Stored data entries
=== Section Start ===
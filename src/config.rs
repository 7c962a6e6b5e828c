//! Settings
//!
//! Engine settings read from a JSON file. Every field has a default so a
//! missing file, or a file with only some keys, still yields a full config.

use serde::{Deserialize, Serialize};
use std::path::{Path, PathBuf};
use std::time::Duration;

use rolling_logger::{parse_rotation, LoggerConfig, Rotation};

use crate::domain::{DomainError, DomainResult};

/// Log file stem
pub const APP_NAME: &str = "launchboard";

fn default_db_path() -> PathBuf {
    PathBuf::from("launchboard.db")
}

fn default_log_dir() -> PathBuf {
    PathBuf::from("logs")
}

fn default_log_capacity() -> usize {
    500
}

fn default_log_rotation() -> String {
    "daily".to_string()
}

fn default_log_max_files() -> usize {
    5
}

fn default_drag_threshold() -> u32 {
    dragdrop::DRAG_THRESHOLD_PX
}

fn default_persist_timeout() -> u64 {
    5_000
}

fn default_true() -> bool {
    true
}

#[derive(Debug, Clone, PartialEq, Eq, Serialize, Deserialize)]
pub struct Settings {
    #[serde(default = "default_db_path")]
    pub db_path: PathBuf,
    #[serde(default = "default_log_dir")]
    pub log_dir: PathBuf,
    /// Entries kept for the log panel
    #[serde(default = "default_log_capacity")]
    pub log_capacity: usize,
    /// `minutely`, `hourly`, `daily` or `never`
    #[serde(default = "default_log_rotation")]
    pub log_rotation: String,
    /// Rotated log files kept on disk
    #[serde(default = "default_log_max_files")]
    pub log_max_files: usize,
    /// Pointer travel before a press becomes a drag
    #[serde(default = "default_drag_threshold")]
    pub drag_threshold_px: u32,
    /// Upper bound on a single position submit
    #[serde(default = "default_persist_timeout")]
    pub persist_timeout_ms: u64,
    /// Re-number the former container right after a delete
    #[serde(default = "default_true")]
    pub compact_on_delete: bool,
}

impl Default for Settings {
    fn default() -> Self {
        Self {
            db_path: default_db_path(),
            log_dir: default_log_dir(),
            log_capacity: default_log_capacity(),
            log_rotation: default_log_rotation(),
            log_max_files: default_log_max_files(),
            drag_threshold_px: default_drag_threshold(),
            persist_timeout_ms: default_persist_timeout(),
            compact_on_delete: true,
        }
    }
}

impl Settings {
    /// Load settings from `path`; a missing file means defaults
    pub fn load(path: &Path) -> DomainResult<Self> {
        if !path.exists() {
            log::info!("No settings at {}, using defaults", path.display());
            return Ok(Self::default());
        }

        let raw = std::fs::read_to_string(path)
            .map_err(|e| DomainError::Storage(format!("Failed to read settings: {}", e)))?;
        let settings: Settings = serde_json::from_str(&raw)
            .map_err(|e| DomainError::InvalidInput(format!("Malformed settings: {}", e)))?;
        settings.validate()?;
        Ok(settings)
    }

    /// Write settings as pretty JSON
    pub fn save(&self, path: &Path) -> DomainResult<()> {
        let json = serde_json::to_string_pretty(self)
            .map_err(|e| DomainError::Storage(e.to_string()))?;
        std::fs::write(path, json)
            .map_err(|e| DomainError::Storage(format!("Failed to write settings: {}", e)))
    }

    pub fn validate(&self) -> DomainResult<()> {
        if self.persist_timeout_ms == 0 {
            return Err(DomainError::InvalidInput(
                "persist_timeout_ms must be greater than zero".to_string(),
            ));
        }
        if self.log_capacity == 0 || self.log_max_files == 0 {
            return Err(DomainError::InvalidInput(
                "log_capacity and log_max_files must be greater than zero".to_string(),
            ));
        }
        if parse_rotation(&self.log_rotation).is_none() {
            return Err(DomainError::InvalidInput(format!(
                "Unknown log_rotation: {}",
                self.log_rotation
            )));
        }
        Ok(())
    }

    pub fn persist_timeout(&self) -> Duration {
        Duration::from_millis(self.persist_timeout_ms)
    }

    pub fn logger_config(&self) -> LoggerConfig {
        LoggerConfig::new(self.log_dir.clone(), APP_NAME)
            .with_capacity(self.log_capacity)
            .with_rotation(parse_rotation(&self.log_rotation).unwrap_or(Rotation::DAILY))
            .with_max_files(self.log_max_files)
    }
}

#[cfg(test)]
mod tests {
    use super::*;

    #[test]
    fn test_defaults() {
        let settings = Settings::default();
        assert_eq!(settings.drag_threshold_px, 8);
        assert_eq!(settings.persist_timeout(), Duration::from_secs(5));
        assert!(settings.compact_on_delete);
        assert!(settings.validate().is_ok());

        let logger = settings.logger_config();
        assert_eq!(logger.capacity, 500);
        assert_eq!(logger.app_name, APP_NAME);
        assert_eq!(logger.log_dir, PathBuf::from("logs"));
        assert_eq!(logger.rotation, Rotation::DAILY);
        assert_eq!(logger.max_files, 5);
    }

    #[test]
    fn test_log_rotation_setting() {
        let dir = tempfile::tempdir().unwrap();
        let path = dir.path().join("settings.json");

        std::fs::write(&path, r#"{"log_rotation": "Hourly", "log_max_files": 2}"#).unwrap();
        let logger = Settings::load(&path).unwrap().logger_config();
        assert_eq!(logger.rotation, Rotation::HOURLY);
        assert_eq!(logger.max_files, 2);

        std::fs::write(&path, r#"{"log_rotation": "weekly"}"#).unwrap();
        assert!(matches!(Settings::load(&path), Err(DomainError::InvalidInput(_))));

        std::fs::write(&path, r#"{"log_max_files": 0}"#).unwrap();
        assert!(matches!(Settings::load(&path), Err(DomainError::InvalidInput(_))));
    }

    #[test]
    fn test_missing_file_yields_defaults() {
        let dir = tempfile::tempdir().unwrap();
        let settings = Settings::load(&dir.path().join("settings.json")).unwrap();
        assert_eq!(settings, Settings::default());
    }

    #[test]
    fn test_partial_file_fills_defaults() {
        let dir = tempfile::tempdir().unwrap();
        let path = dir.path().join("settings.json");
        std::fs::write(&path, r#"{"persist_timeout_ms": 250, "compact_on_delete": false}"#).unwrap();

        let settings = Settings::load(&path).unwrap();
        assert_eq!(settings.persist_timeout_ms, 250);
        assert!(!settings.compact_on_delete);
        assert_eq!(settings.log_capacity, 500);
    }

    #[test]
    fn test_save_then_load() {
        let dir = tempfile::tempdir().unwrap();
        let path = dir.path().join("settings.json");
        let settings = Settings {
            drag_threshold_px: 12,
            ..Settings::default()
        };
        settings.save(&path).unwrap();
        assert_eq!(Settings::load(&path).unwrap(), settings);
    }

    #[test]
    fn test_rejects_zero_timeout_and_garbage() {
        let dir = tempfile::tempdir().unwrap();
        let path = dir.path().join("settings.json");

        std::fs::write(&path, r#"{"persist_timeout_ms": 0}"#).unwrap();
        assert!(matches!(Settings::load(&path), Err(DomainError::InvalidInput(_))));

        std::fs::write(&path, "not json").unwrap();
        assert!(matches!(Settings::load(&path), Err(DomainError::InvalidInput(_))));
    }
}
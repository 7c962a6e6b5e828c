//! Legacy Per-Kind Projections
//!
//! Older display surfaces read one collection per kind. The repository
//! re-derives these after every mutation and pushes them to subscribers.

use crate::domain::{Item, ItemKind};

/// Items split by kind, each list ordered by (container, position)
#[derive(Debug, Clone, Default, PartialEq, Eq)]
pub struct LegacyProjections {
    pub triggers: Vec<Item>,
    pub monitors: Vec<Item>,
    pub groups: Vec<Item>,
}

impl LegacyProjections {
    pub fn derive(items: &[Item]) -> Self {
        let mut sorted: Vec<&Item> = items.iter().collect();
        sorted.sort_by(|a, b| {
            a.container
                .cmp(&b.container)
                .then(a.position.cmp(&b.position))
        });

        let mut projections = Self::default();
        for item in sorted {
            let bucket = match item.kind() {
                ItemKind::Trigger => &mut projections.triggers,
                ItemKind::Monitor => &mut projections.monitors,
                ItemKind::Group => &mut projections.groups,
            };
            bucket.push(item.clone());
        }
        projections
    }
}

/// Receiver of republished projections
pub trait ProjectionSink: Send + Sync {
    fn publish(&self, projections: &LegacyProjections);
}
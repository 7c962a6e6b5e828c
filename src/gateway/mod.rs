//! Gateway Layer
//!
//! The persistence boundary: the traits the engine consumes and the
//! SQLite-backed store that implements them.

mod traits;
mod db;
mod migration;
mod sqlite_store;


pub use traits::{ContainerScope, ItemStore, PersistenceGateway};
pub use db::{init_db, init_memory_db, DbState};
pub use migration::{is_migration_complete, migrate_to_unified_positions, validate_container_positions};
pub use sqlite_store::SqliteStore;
=== Section End ===
#### [WORK REQUEST]
Given the records above, restate word for word only the lines starting at the one with "assert_eq!(logger.app_name, APP_NAME);" and ending at the one with "assert_eq!(logger.max_files, 2);".

#### [EXERCISE OUTPUT]
        assert_eq!(logger.app_name, APP_NAME);
        assert_eq!(logger.log_dir, PathBuf::from("logs"));
        assert_eq!(logger.rotation, Rotation::DAILY);
        assert_eq!(logger.max_files, 5);
    }

    #[test]
    fn test_log_rotation_setting() {
        let dir = tempfile::tempdir().unwrap();
        let path = dir.path().join("settings.json");

        std::fs::write(&path, r#"{"log_rotation": "Hourly", "log_max_files": 2}"#).unwrap();
        let logger = Settings::load(&path).unwrap().logger_config();
        assert_eq!(logger.rotation, Rotation::HOURLY);
        assert_eq!(logger.max_files, 2);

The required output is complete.